Can you describe how your home has changed, how your lifestyle and forests have been transformed?
Our home as well as our dignity have been destroyed. Sugar factories, eucalyptus and corn plantations have taken their place. They’ve taken the space we had available, leaving us with nothing.
Money is one of the reasons lands that have belonged to indigenous peoples for centuries are now seized without respect. Another is that those who commit these crimes don’t understand your relationship with nature. Even if it’s hard to put into words, can you help us understand?

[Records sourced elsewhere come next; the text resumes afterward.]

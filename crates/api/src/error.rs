use axum::http::StatusCode;
use axum::response::{IntoResponse, Response};
use interpret_core::ceu::certificate::PARTIAL_FAILURE_MESSAGE;
use interpret_core::error::CoreError;
use serde_json::json;

/// Application-level error type for HTTP handlers.
///
/// Wraps [`CoreError`] for domain errors and adds HTTP-specific variants.
/// Implements [`IntoResponse`] to produce consistent JSON error responses.
#[derive(Debug, thiserror::Error)]
pub enum AppError {
    /// A domain-level error from `interpret_core`.
    #[error(transparent)]
    Core(#[from] CoreError),

    /// A database error from sqlx.
    #[error("Database error: {0}")]
    Database(#[from] sqlx::Error),

    /// A bad request with a human-readable message.
    #[error("Bad request: {0}")]
    BadRequest(String),

    /// An internal error with a human-readable message.
    #[error("Internal error: {0}")]
    InternalError(String),

    /// The evaluation is stored but writing the certificate failed.
    ///
    /// The client shows the partial-success message so the user knows
    /// their evaluation does not need to be resubmitted.
    #[error("Certificate generation failed: {0}")]
    CertificateGeneration(String),
}

/// Convenience type alias for handler return values.
pub type AppResult<T> = Result<T, AppError>;

impl IntoResponse for AppError {
    fn into_response(self) -> Response {
        let (status, code, message) = match &self {
            AppError::Core(core) => match core {
                CoreError::NotFound { entity, id } => (
                    StatusCode::NOT_FOUND,
                    "NOT_FOUND",
                    format!("{entity} with id {id} not found"),
                ),
                CoreError::Validation(msg) => {
                    (StatusCode::BAD_REQUEST, "VALIDATION_ERROR", msg.clone())
                }
                CoreError::PreconditionFailed(msg) => {
                    (StatusCode::BAD_REQUEST, "PRECONDITION_FAILED", msg.clone())
                }
                CoreError::Conflict(msg) => (StatusCode::CONFLICT, "CONFLICT", msg.clone()),
                CoreError::Unauthorized(msg) => {
                    (StatusCode::UNAUTHORIZED, "UNAUTHORIZED", msg.clone())
                }
                CoreError::Forbidden(msg) => (StatusCode::FORBIDDEN, "FORBIDDEN", msg.clone()),
                CoreError::Internal(msg) => {
                    tracing::error!(error = %msg, "Internal core error");
                    (
                        StatusCode::INTERNAL_SERVER_ERROR,
                        "INTERNAL_ERROR",
                        "An internal error occurred".to_string(),
                    )
                }
            },

            AppError::Database(err) => classify_sqlx_error(err),

            AppError::BadRequest(msg) => (StatusCode::BAD_REQUEST, "BAD_REQUEST", msg.clone()),
            AppError::InternalError(msg) => {
                tracing::error!(error = %msg, "Internal error");
                (
                    StatusCode::INTERNAL_SERVER_ERROR,
                    "INTERNAL_ERROR",
                    "An internal error occurred".to_string(),
                )
            }
            AppError::CertificateGeneration(msg) => {
                tracing::error!(error = %msg, "Certificate generation failed after evaluation");
                let body = json!({
                    "error": PARTIAL_FAILURE_MESSAGE,
                    "code": "CERTIFICATE_GENERATION_FAILED",
                    "evaluation_saved": true,
                });
                return (StatusCode::INTERNAL_SERVER_ERROR, axum::Json(body)).into_response();
            }
        };

        let body = json!({
            "error": message,
            "code": code,
        });

        (status, axum::Json(body)).into_response()
    }
}

/// Classify a sqlx error into an HTTP status, error code, and message.
///
/// - `RowNotFound` maps to 404.
/// - Unique constraint violations (constraint name starting with `uq_`) map to 409.
/// - Everything else maps to 500 with a sanitized message.
fn classify_sqlx_error(err: &sqlx::Error) -> (StatusCode, &'static str, String) {
    match err {
        sqlx::Error::RowNotFound => (
            StatusCode::NOT_FOUND,
            "NOT_FOUND",
            "Resource not found".to_string(),
        ),
        sqlx::Error::Database(db_err) => {
            // PostgreSQL unique_violation
            if db_err.code().as_deref() == Some("23505") {
                let constraint = db_err.constraint().unwrap_or("unknown");
                if constraint.starts_with("uq_") {
                    return (
                        StatusCode::CONFLICT,
                        "CONFLICT",
                        format!("Duplicate value violates unique constraint: {constraint}"),
                    );
                }
            }
            tracing::error!(error = %db_err, "Database error");
            (
                StatusCode::INTERNAL_SERVER_ERROR,
                "INTERNAL_ERROR",
                "An internal error occurred".to_string(),
            )
        }
        sqlx::Error::PoolTimedOut => {
            tracing::error!("Database pool timed out");
            (
                StatusCode::SERVICE_UNAVAILABLE,
                "DATABASE_UNAVAILABLE",
                "The database is temporarily unavailable".to_string(),
            )
        }
        other => {
            tracing::error!(error = %other, "Database error");
            (
                StatusCode::INTERNAL_SERVER_ERROR,
                "INTERNAL_ERROR",
                "An internal error occurred".to_string(),
            )
        }
    }
}
//! RID batch-upload export.
//!
//! RID's uploader expects a fixed column order and header names; both are
//! frozen in [`RID_CSV_HEADERS`]. Every field goes through the CSV writer,
//! which quotes only where the value requires it, so rows without commas,
//! quotes, or newlines are byte-identical to the historical export.

use chrono::{NaiveDate, NaiveTime};
use serde::{Deserialize, Serialize};

use crate::error::CoreError;
use crate::types::{DbId, Timestamp};

/// Column headers of the RID batch CSV, in upload order.
pub const RID_CSV_HEADERS: [&str; 13] = [
    "RID Member Number",
    "Last Name",
    "First Name",
    "Email",
    "Activity Number",
    "Activity Title",
    "CEU Value",
    "RID Category",
    "RID Subcategory",
    "Completion Date",
    "Certificate Number",
    "Sponsor Number",
    "Assessment Score",
];

/// `MM/DD/YYYY`, matching the en-US locale date RID's uploader expects.
pub const COMPLETION_DATE_FORMAT: &str = "%m/%d/%Y";

#[derive(Debug, Clone, Copy, Default, PartialEq, Eq, Deserialize)]
#[serde(rename_all = "lowercase")]
pub enum ExportFormat {
    #[default]
    Csv,
    Json,
}

/// Resolve an inclusive export window to UTC bounds.
///
/// The window runs from `start 00:00:00` to `end 23:59:59`, both inclusive.
pub fn export_window(start: NaiveDate, end: NaiveDate) -> Result<(Timestamp, Timestamp), CoreError> {
    if start > end {
        return Err(CoreError::Validation(format!(
            "start_date {start} must not be after end_date {end}"
        )));
    }
    let from = start.and_time(NaiveTime::MIN).and_utc();
    let to = end
        .and_hms_opt(23, 59, 59)
        .ok_or_else(|| CoreError::Internal("invalid end-of-day time".to_string()))?
        .and_utc();
    Ok((from, to))
}

/// Split a full name into `(first, last)`.
///
/// The first whitespace-separated token is the first name and everything
/// after it is the last name. A single-word name has an empty last name.
pub fn split_full_name(full_name: &str) -> (String, String) {
    let mut tokens = full_name.split_whitespace();
    let first = tokens.next().unwrap_or_default().to_string();
    let last = tokens.collect::<Vec<_>>().join(" ");
    (first, last)
}

pub fn format_completion_date(completed_at: Timestamp) -> String {
    completed_at.format(COMPLETION_DATE_FORMAT).to_string()
}

/// Render a CEU value the way it appears in the upload (`1`, `0.5`, `0.25`).
pub fn format_ceu_value(value: f64) -> String {
    format!("{value}")
}

/// File name offered in `Content-Disposition`.
pub fn export_filename(start: NaiveDate, end: NaiveDate) -> String {
    format!("RID_CEU_Export_{start}_to_{end}.csv")
}

/// One certificate joined with its holder's profile.
#[derive(Debug, Clone)]
pub struct ExportSource {
    pub user_id: DbId,
    pub full_name: String,
    pub email: String,
    pub rid_member_number: Option<String>,
    pub title: String,
    pub ceu_value: f64,
    pub rid_category: String,
    pub rid_subcategory: Option<String>,
    pub completed_at: Timestamp,
    pub certificate_number: String,
    pub sponsor_number: String,
    pub assessment_score: Option<i32>,
}

/// One row of the RID export.
#[derive(Debug, Clone, PartialEq, Serialize)]
pub struct RidExportRecord {
    pub rid_member_number: String,
    pub last_name: String,
    pub first_name: String,
    pub email: String,
    pub activity_number: String,
    pub activity_title: String,
    pub ceu_value: f64,
    pub rid_category: String,
    pub rid_subcategory: String,
    pub completion_date: String,
    pub certificate_number: String,
    pub sponsor_number: String,
    pub assessment_score: Option<i32>,
}

impl RidExportRecord {
    pub fn from_source(source: &ExportSource, activity_number: Option<&str>) -> Self {
        let (first_name, last_name) = split_full_name(&source.full_name);
        Self {
            rid_member_number: source.rid_member_number.clone().unwrap_or_default(),
            last_name,
            first_name,
            email: source.email.clone(),
            activity_number: activity_number.unwrap_or_default().to_string(),
            activity_title: source.title.clone(),
            ceu_value: source.ceu_value,
            rid_category: source.rid_category.clone(),
            rid_subcategory: source.rid_subcategory.clone().unwrap_or_default(),
            completion_date: format_completion_date(source.completed_at),
            certificate_number: source.certificate_number.clone(),
            sponsor_number: source.sponsor_number.clone(),
            assessment_score: source.assessment_score,
        }
    }

    /// Fields in [`RID_CSV_HEADERS`] order.
    fn to_row(&self) -> [String; 13] {
        [
            self.rid_member_number.clone(),
            self.last_name.clone(),
            self.first_name.clone(),
            self.email.clone(),
            self.activity_number.clone(),
            self.activity_title.clone(),
            format_ceu_value(self.ceu_value),
            self.rid_category.clone(),
            self.rid_subcategory.clone(),
            self.completion_date.clone(),
            self.certificate_number.clone(),
            self.sponsor_number.clone(),
            self.assessment_score
                .map(|s| s.to_string())
                .unwrap_or_default(),
        ]
    }
}

/// Build export records for every source row.
pub fn build_records(sources: &[ExportSource], activity_number: Option<&str>) -> Vec<RidExportRecord> {
    sources
        .iter()
        .map(|s| RidExportRecord::from_source(s, activity_number))
        .collect()
}

/// Render records as RID batch CSV, header row first.
pub fn write_csv(records: &[RidExportRecord]) -> Result<String, CoreError> {
    let mut writer = csv::WriterBuilder::new()
        .quote_style(csv::QuoteStyle::Necessary)
        .from_writer(Vec::new());

    writer.write_record(RID_CSV_HEADERS).map_err(csv_error)?;
    for record in records {
        writer.write_record(record.to_row()).map_err(csv_error)?;
    }

    let bytes = writer
        .into_inner()
        .map_err(|e| CoreError::Internal(format!("CSV flush failed: {e}")))?;
    String::from_utf8(bytes).map_err(|e| CoreError::Internal(format!("CSV is not UTF-8: {e}")))
}

fn csv_error(e: csv::Error) -> CoreError {
    CoreError::Internal(format!("CSV write failed: {e}"))
}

The owners of large factories, distilleries, grazing lands are earning millions of reais (Brazil’s currency) without understanding what nature really means. The land is like a mother to us and now she’s asking for help because someone wants to destroy her. There are human beings who don’t understand that ruining the land means ruining their own lives, because the land is everything. It’s what allows humanity to develop and progress.
The suicide and homicide rates among indigenous people are rising, caused by a number of factors including depression and dispossession. What is the Brazilian government doing to protect you?
Up to now we’ve seen no results, the government hasn’t satisfied any of the requests we’ve submitted over 30 years. The people who attack us go unpunished. The problem is particularly evident in Mato Grosso do Sul, the state inhabited by the Guaraní, whose enemy number one is precisely the government, which manages certain areas. In order to help us, it should stop giving the land to new colonisers, but, in fact, it is giving them more and more. They want to see us dead. We’ve heard many governments, from Lula’s to Dilma Rousseff’s, pledging to help us, but none of them solved our problems. Nobody has ever wanted to establish the boundary of our lands. That would be the only way to start helping us.
If you were the Brazilian president, what is the first thing you would you?
If I were president I’d try to understand what problems indigenous communities are facing. The issue affecting the Guaraní community is the most urgent because land is at stake. And if there’s no land, there’s no future. The only thing a president should do, in my opinion, is respect the law and its responsibilities. Our rights are enshrined in the Brazilian Constitution as well as in International Labour Organisation Convention 169. A president should simply recognise our rights, fix the boundaries and respect our land.